== Problem to solve ==
Could you write out the records exactly as they are given?

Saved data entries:
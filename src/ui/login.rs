use crossterm::event::KeyCode;
use tui::{
    backend::Backend,
    layout::{Constraint, Direction, Layout, Rect},
    style::{Color, Style},
    text::Text,
    widgets::{Block, Borders, List, ListItem, Paragraph},
    Frame,
};

use crate::api::ValidationErrors;
use crate::models::Credentials;
use crate::ui::components::{error_spans, field_spans};

#[derive(Debug, Clone, Copy, PartialEq, Eq)]
pub enum LoginAction {
    Back,
    Submit,
    Exit,
}

#[derive(Clone, PartialEq, Copy, Debug)]
pub enum LoginField {
    Email,
    Password,
}

pub struct LoginState {
    credentials: Credentials,
    current_field: LoginField,
    editing: bool,
    errors: ValidationErrors,
}

impl LoginState {
    pub fn new() -> Self {
        Self {
            credentials: Credentials::default(),
            current_field: LoginField::Email,
            editing: false,
            errors: ValidationErrors::new(),
        }
    }

    pub fn credentials(&self) -> &Credentials {
        &self.credentials
    }

    pub fn is_editing(&self) -> bool {
        self.editing
    }

    pub fn set_errors(&mut self, errors: ValidationErrors) {
        self.errors = errors;
    }

    pub fn toggle_field(&mut self) {
        self.current_field = match self.current_field {
            LoginField::Email => LoginField::Password,
            LoginField::Password => LoginField::Email,
        };
    }

    pub fn edit_current_field(&mut self, key: KeyCode) {
        if !self.editing {
            return;
        }

        let value = match self.current_field {
            LoginField::Email => &mut self.credentials.email,
            LoginField::Password => &mut self.credentials.password,
        };

        match key {
            KeyCode::Char(c) => value.push(c),
            KeyCode::Backspace => {
                value.pop();
            }
            _ => {}
        }
    }
}

impl Default for LoginState {
    fn default() -> Self {
        Self::new()
    }
}

pub fn render_login<B: Backend>(f: &mut Frame<B>, area: Rect, state: &mut LoginState) {
    let chunks = Layout::default()
        .direction(Direction::Vertical)
        .margin(1)
        .constraints(
            [
                Constraint::Length(3),
                Constraint::Min(6),
                Constraint::Length(3),
            ]
            .as_ref(),
        )
        .split(area);

    let title = Paragraph::new("Login to your account")
        .style(Style::default().fg(Color::Cyan))
        .block(Block::default().borders(Borders::ALL));
    f.render_widget(title, chunks[0]);

    let masked = "*".repeat(state.credentials.password.chars().count());
    let rows = [
        (LoginField::Email, "Email", "email", state.credentials.email.as_str()),
        (LoginField::Password, "Password", "password", masked.as_str()),
    ];

    let items: Vec<ListItem> = rows
        .iter()
        .map(|(field, label, key, value)| {
            let focused = state.current_field == *field;
            let mut lines = vec![field_spans(label, value, focused, state.editing)];
            lines.extend(error_spans(state.errors.field(key)));
            ListItem::new(Text::from(lines))
        })
        .collect();

    let form = List::new(items).block(Block::default().borders(Borders::ALL).title("Credentials"));
    f.render_widget(form, chunks[1]);

    let help_text = if state.editing {
        "Enter/Esc - Done editing"
    } else {
        "Enter - Edit field | Up/Down - Switch field | S - Login | Esc - Home | Q - Quit"
    };
    let help = Paragraph::new(help_text)
        .style(Style::default().fg(Color::Gray))
        .block(Block::default().borders(Borders::ALL));
    f.render_widget(help, chunks[2]);
}

pub fn handle_key(state: &mut LoginState, key: KeyCode) -> Option<LoginAction> {
    if state.editing {
        match key {
            KeyCode::Enter | KeyCode::Esc => state.editing = false,
            _ => state.edit_current_field(key),
        }
        return None;
    }

    match key {
        KeyCode::Esc => return Some(LoginAction::Back),
        KeyCode::Char('q') => return Some(LoginAction::Exit),
        KeyCode::Enter => state.editing = true,
        KeyCode::Up | KeyCode::Down | KeyCode::Tab => state.toggle_field(),
        KeyCode::Char('s') => return Some(LoginAction::Submit),
        _ => {}
    }
    None
}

== Problem solution ==
filename src/ui/login.rs
use crossterm::event::KeyCode;
use tui::{
    backend::Backend,
    layout::{Constraint, Direction, Layout, Rect},
    style::{Color, Style},
    text::Text,
    widgets::{Block, Borders, List, ListItem, Paragraph},
    Frame,
};

use crate::api::ValidationErrors;
use crate::models::Credentials;
use crate::ui::components::{error_spans, field_spans};

#[derive(Debug, Clone, Copy, PartialEq, Eq)]
pub enum LoginAction {
    Back,
    Submit,
    Exit,
}

#[derive(Clone, PartialEq, Copy, Debug)]
pub enum LoginField {
    Email,
    Password,
}

pub struct LoginState {
    credentials: Credentials,
    current_field: LoginField,
    editing: bool,
    errors: ValidationErrors,
}

impl LoginState {
    pub fn new() -> Self {
        Self {
            credentials: Credentials::default(),
            current_field: LoginField::Email,
            editing: false,
            errors: ValidationErrors::new(),
        }
    }

    pub fn credentials(&self) -> &Credentials {
        &self.credentials
    }

    pub fn is_editing(&self) -> bool {
        self.editing
    }

    pub fn set_errors(&mut self, errors: ValidationErrors) {
        self.errors = errors;
    }

    pub fn toggle_field(&mut self) {
        self.current_field = match self.current_field {
            LoginField::Email => LoginField::Password,
            LoginField::Password => LoginField::Email,
        };
    }

    pub fn edit_current_field(&mut self, key: KeyCode) {
        if !self.editing {
            return;
        }

        let value = match self.current_field {
            LoginField::Email => &mut self.credentials.email,
            LoginField::Password => &mut self.credentials.password,
        };

        match key {
            KeyCode::Char(c) => value.push(c),
            KeyCode::Backspace => {
                value.pop();
            }
            _ => {}
        }
    }
}

impl Default for LoginState {
    fn default() -> Self {
        Self::new()
    }
}

pub fn render_login<B: Backend>(f: &mut Frame<B>, area: Rect, state: &mut LoginState) {
    let chunks = Layout::default()
        .direction(Direction::Vertical)
        .margin(1)
        .constraints(
            [
                Constraint::Length(3),
                Constraint::Min(6),
                Constraint::Length(3),
            ]
            .as_ref(),
        )
        .split(area);

    let title = Paragraph::new("Login to your account")
        .style(Style::default().fg(Color::Cyan))
        .block(Block::default().borders(Borders::ALL));
    f.render_widget(title, chunks[0]);

    let masked = "*".repeat(state.credentials.password.chars().count());
    let rows = [
        (LoginField::Email, "Email", "email", state.credentials.email.as_str()),
        (LoginField::Password, "Password", "password", masked.as_str()),
    ];

    let items: Vec<ListItem> = rows
        .iter()
        .map(|(field, label, key, value)| {
            let focused = state.current_field == *field;
            let mut lines = vec![field_spans(label, value, focused, state.editing)];
            lines.extend(error_spans(state.errors.field(key)));
            ListItem::new(Text::from(lines))
        })
        .collect();

    let form = List::new(items).block(Block::default().borders(Borders::ALL).title("Credentials"));
    f.render_widget(form, chunks[1]);

    let help_text = if state.editing {
        "Enter/Esc - Done editing"
    } else {
        "Enter - Edit field | Up/Down - Switch field | S - Login | Esc - Home | Q - Quit"
    };
    let help = Paragraph::new(help_text)
        .style(Style::default().fg(Color::Gray))
        .block(Block::default().borders(Borders::ALL));
    f.render_widget(help, chunks[2]);
}

pub fn handle_key(state: &mut LoginState, key: KeyCode) -> Option<LoginAction> {
    if state.editing {
        match key {
            KeyCode::Enter | KeyCode::Esc => state.editing = false,
            _ => state.edit_current_field(key),
        }
        return None;
    }

    match key {
        KeyCode::Esc => return Some(LoginAction::Back),
        KeyCode::Char('q') => return Some(LoginAction::Exit),
        KeyCode::Enter => state.editing = true,
        KeyCode::Up | KeyCode::Down | KeyCode::Tab => state.toggle_field(),
        KeyCode::Char('s') => return Some(LoginAction::Submit),
        _ => {}
    }
    None
}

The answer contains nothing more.